* [Exercise directions]: Please count the lines in the data below that hold "SimError" and answer with the number by itself.

* [Recorded data]:
--------------------------------------------------

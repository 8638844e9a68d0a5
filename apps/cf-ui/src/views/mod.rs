mod controls_view;
mod plot_view;

pub use controls_view::ControlsView;
pub use plot_view::PlotView;
use cf_core::CfError;
use cf_sim::SimError;
use thiserror::Error;

pub type ModelResult<T> = Result<T, ModelError>;

#[derive(Error, Debug)]
pub enum ModelError {
    #[error("Invalid parameter {field}: {value} not in [{min}, {max}]")]
    InvalidParameter {
        field: &'static str,
        value: f64,
        min: f64,
        max: f64,
    },

    #[error("Simulation error: {0}")]
    Sim(#[from] SimError),

    #[error("Numeric error: {0}")]
    Core(#[from] CfError),

    #[error("I/O error: {0}")]
    Io(#[from] std::io::Error),

    #[error("YAML error: {0}")]
    Yaml(#[from] serde_yaml::Error),
}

--------------------------------------------------

* [Written answer]: 2